We recently celebrated my daughter’s first birthday, and I cannot get over how fast that went. I kept reflecting on how her first year was so different from my son’s. I’m not sure if it was the fact that she was a breeze for a baby and I was able to get a ton of sleep, or if there were other differences that made it easier.
So here is what I felt went differently between my son’s and daughter’s birth and first year:
C-Section
Every pregnancy is indeed different, and it’s also true that every delivery is different. For my son, I was induced, and it took FOREVER for him to come out. He wanted to stay in there as long as possible. For my daughter, she decided to come early. She had a flair for the dramatics because I had to have an emergency C-section. Long story short, I was gushing blood and took an ambulance ride to the hospital. After trying to induce me, the doctors were concerned with the sizes of the clots they were pulling out of me. So they decided to proceed with a C-section.
No Pandemic
The biggest difference between the two was that there was no global pandemic going on during her first year. We were able to bring her out to restaurants at six days old. People were able to come over and visit, which was HUGE since I needed extra help since I was recovering. We were able to send my son to school to keep him in his routine. It was a whole different world raising her in a “normal” world than raising her in a pandemic. We were obviously still careful, but it was a definite change being able to go out and do activities and not be stuck in the house. I think that made a huge difference in my recovery and even my postpartum mental health.
Extra Follow-Up Appointments
When my son was born, the pediatrician would always say he was “perfect,” and we would just have his usual weigh-in and monthly appointments. When my daughter was a week or so old, we got a call that we had to get her blood work redrawn because her thyroid levels were off. OH GREAT. Since I have a condition called congenital hypothyroidism, which in non-medical terms means I was born without a thyroid. I started panicking, thinking my daughter would have the same issue or some issue with her thyroid. I know how difficult it was for my mom with me as a baby, so I didn’t think I was equipped to handle it. It turns out she was fine; they think it was just residual from my high medication dose throughout pregnancy.
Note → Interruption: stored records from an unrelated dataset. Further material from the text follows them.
//! Drawing module - paints the wheel's display list with nannou
//!
//! The display list is in canvas coordinates (origin top-left, y down,
//! clockwise degrees). nannou is y-up with counter-clockwise radians, so every
//! point and angle is converted here.

use nannou::prelude::*;
use shared::{DisplayList, DrawCommand, Point, Rgb};

/// Color palette for the app chrome
pub mod colors {
    use nannou::prelude::*;

    pub const BACKGROUND: Srgb<u8> = Srgb {
        red: 238,
        green: 238,
        blue: 232,
        standard: std::marker::PhantomData,
    };
    pub const CANVAS: Srgb<u8> = Srgb {
        red: 255,
        green: 255,
        blue: 255,
        standard: std::marker::PhantomData,
    };
}

/// Arc segments used for a full turn
const SEGMENTS_PER_TURN: f32 = 180.0;

/// Maps canvas pixels onto a square area of the window
pub struct CanvasTransform {
    /// Window-space rect of the canvas
    pub rect: Rect,
}

impl CanvasTransform {
    pub fn new(center: Point2, side: f32) -> Self {
        Self {
            rect: Rect::from_xy_wh(center, vec2(side, side)),
        }
    }

    pub fn point(&self, p: Point) -> Point2 {
        pt2(self.rect.left() + p.x as f32, self.rect.top() - p.y as f32)
    }

    /// Clockwise canvas degrees to nannou radians
    pub fn angle(&self, degrees: f64) -> f32 {
        -(shared::normalize_degrees(degrees) as f32).to_radians()
    }
}

fn color(rgb: Rgb) -> Srgb<u8> {
    srgb(rgb.red, rgb.green, rgb.blue)
}

/// Paint one frame of the wheel
pub fn draw_display_list(draw: &Draw, list: &DisplayList, transform: &CanvasTransform) {
    for command in list.iter() {
        match command {
            DrawCommand::Clear { .. } => {
                draw.rect()
                    .xy(transform.rect.xy())
                    .wh(transform.rect.wh())
                    .color(colors::CANVAS);
            }
            DrawCommand::Sector {
                center,
                radius,
                start_angle,
                end_angle,
                fill,
            } => {
                let points = sector_points(
                    transform.point(*center),
                    *radius as f32,
                    transform.angle(*start_angle),
                    (end_angle - start_angle) as f32,
                );
                draw.polygon().points(points).color(color(*fill));
            }
            DrawCommand::Line {
                start,
                end,
                weight,
                color: stroke,
            } => {
                draw.line()
                    .start(transform.point(*start))
                    .end(transform.point(*end))
                    .weight(*weight as f32)
                    .color(color(*stroke));
            }
            DrawCommand::Text {
                text,
                position,
                rotation,
                size,
                color: fill,
            } => {
                draw.text(text)
                    .xy(transform.point(*position))
                    .rotate(transform.angle(*rotation))
                    .color(color(*fill))
                    .font_size(size.round() as u32)
                    .w(transform.rect.w());
            }
            DrawCommand::Triangle { points, fill } => {
                let [a, b, c] = *points;
                draw.tri()
                    .points(transform.point(a), transform.point(b), transform.point(c))
                    .color(color(*fill));
            }
            DrawCommand::Circle {
                center,
                radius,
                fill,
            } => {
                draw.ellipse()
                    .xy(transform.point(*center))
                    .radius(*radius as f32)
                    .color(color(*fill));
            }
        }
    }
}

/// Outline of a pie slice: the center followed by points along the arc
///
/// `start` is in nannou radians; `sweep_deg` runs clockwise on screen.
fn sector_points(center: Point2, radius: f32, start: f32, sweep_deg: f32) -> Vec<Point2> {
    let sweep = sweep_deg.to_radians();
    let segments = ((sweep_deg / 360.0) * SEGMENTS_PER_TURN).ceil().max(2.0) as usize;

    std::iter::once(center)
        .chain((0..=segments).map(|i| {
            let angle = start - sweep * (i as f32 / segments as f32);
            center + vec2(angle.cos(), angle.sin()) * radius
        }))
        .collect()
}
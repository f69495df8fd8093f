//! Shareable links
//!
//! The item list travels in the URL fragment as a percent-encoded snapshot,
//! e.g. `https://example.com/wheel#%5B%22A%22%2C%22B%22%5D`.

use percent_encoding::{percent_decode_str, utf8_percent_encode, AsciiSet, NON_ALPHANUMERIC};

use crate::snapshot::{self, SnapshotError};

/// Characters left alone by JavaScript's `encodeURIComponent`
const FRAGMENT: &AsciiSet = &NON_ALPHANUMERIC
    .remove(b'-')
    .remove(b'_')
    .remove(b'.')
    .remove(b'!')
    .remove(b'~')
    .remove(b'*')
    .remove(b'\'')
    .remove(b'(')
    .remove(b')');

/// Encode the item list as a link fragment (without the `#`)
pub fn encode_fragment(items: &[String]) -> String {
    utf8_percent_encode(&snapshot::encode(items), FRAGMENT).to_string()
}

/// Decode a link fragment (without the `#`) into an item list
pub fn decode_fragment(fragment: &str) -> Result<Vec<String>, SnapshotError> {
    let json = percent_decode_str(fragment).decode_utf8()?;
    snapshot::decode(&json)
}

/// The fragment of a URL, if it has a non-empty one
pub fn fragment_of(url: &str) -> Option<&str> {
    url.split_once('#')
        .map(|(_, fragment)| fragment)
        .filter(|fragment| !fragment.is_empty())
}

/// Build a link that reproduces `items` when opened
///
/// Any fragment already on `base_url` is replaced.
pub fn export_link(base_url: &str, items: &[String]) -> String {
    let base = base_url
        .split_once('#')
        .map_or(base_url, |(base, _)| base);
    format!("{}#{}", base, encode_fragment(items))
}

#[cfg(test)]
mod tests {
    use super::*;

    fn items(labels: &[&str]) -> Vec<String> {
        labels.iter().map(|s| s.to_string()).collect()
    }

    #[test]
    fn test_export_link_format() {
        let link = export_link("https://wheel.example/", &items(&["A", "B"]));
        assert_eq!(link, "https://wheel.example/#%5B%22A%22%2C%22B%22%5D");
    }

    #[test]
    fn test_export_link_replaces_existing_fragment() {
        let link = export_link("https://wheel.example/#old", &items(&["x"]));
        assert_eq!(link.matches('#').count(), 1);
        assert!(link.starts_with("https://wheel.example/#"));
    }

    #[test]
    fn test_link_round_trip() {
        let original = items(&["Ryu", "Chun Li", "M. Bison", "a#b", "50% off", "naïve", ""]);
        let link = export_link("https://wheel.example/", &original);
        let fragment = fragment_of(&link).unwrap();
        assert_eq!(decode_fragment(fragment).unwrap(), original);
    }

    #[test]
    fn test_fragment_has_no_raw_separators() {
        let fragment = encode_fragment(&items(&["a b", "c#d", "e&f"]));
        assert!(!fragment.contains(' '));
        assert!(!fragment.contains('#'));
        assert!(!fragment.contains('&'));
    }

    #[test]
    fn test_fragment_of() {
        assert_eq!(fragment_of("https://x/#abc"), Some("abc"));
        assert_eq!(fragment_of("https://x/#"), None);
        assert_eq!(fragment_of("https://x/"), None);
    }

    #[test]
    fn test_decode_fragment_rejects_garbage() {
        assert!(decode_fragment("%5Bnope").is_err());
        assert!(decode_fragment("%FF%FE").is_err());
    }

    #[test]
    fn test_decode_accepts_unencoded_json() {
        assert_eq!(decode_fragment(r#"["A","B"]"#).unwrap(), items(&["A", "B"]));
    }
}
The pediatrician also heard a murmur in her heart, so they wanted us to get that checked out to make sure it wasn’t more serious. Seeing my tiny baby attached to the EKG machine was no fun. She and I were both sobbing the whole time. I think mine was more just from being overwhelmed. The cardiologist stated that it was minor and that she would grow out of it at 6 months. PHEW. Fast forward to her 6-month appointment, and her pediatrician still heard the murmur and said it was still louder than she’d like, so she sent us to get it checked out again. The consensus was that she’s fine and she doesn’t need to be seen about it again. *Deep breath* I appreciate the thoroughness, but I was so annoyed, tired, and overwhelmed, so I just wanted to cry.
Needing Physical Therapy
The follow-ups and “diagnoses” continued. Her pediatrician noticed she favored one side of her neck and diagnosed her with Torticollis. For those of you who don’t know, torticollis is when the baby favors one side of their neck and tilts their head to one side. So the neck seems tighter or stiffer. They referred us to Early Intervention/ physical therapy to loosen everything up. She was about 2-3 months old when she started the services, and she has come so far. The combination of physical therapy and chiropractic care fixed her torticollis, and everyone would see improvements in her weekly.
Overall, I found the newborn phase easier and more enjoyable this time around. Different factors played in this feeling, but the above reasons, combined with the fact that she allowed me to get rest played a huge role.